* [Assignment]: For the entries below, state how many lines contain the string "while". Add nothing else.

--- Given records ---

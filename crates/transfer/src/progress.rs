use std::collections::VecDeque;
use std::time::{Duration, Instant};

/// Upload speed derived from the offsets a server acknowledges.
///
/// Keeps `(instant, offset)` points inside a sliding window; the rate is the
/// offset gained between the oldest and newest point.
pub struct SpeedCalculator {
    points: VecDeque<(Instant, u64)>,
    max_points: usize,
    window: Duration,
}

impl SpeedCalculator {
    /// Creates a new calculator.
    ///
    /// - `window`: time span the rate is averaged over (default 5 s).
    /// - `max_points`: maximum retained points (default 100).
    pub fn new(window: Option<Duration>, max_points: Option<usize>) -> Self {
        Self {
            points: VecDeque::new(),
            max_points: max_points.unwrap_or(100).max(2),
            window: window.unwrap_or(Duration::from_secs(5)),
        }
    }

    /// Records that `offset` bytes are stored as of now.
    pub fn record(&mut self, offset: u64) {
        self.record_at(Instant::now(), offset);
    }

    fn record_at(&mut self, now: Instant, offset: u64) {
        // A smaller offset means the stored file moved backwards; the old
        // points no longer describe this transfer.
        if self.points.back().is_some_and(|&(_, last)| offset < last) {
            self.points.clear();
        }
        self.points.push_back((now, offset));

        while self.points.len() > 2
            && self
                .points
                .front()
                .is_some_and(|&(t, _)| now.duration_since(t) > self.window)
        {
            self.points.pop_front();
        }
        while self.points.len() > self.max_points {
            self.points.pop_front();
        }
    }

    /// Average bytes/second across the window, or 0.0 with fewer than two points.
    pub fn bytes_per_second(&self) -> f64 {
        let (Some(&(t0, first)), Some(&(t1, last))) = (self.points.front(), self.points.back())
        else {
            return 0.0;
        };
        let elapsed = t1.duration_since(t0);
        if elapsed.is_zero() {
            return 0.0;
        }
        (last - first) as f64 / elapsed.as_secs_f64()
    }

    /// Estimated time to transfer `remaining` bytes at the current speed.
    pub fn eta(&self, remaining: u64) -> Option<Duration> {
        let speed = self.bytes_per_second();
        if speed <= 0.0 {
            return None;
        }
        Some(Duration::from_secs_f64(remaining as f64 / speed))
    }

    /// Forgets every point, e.g. after a reconnect stalled the transfer.
    pub fn reset(&mut self) {
        self.points.clear();
    }
}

---

* [Result below]: 2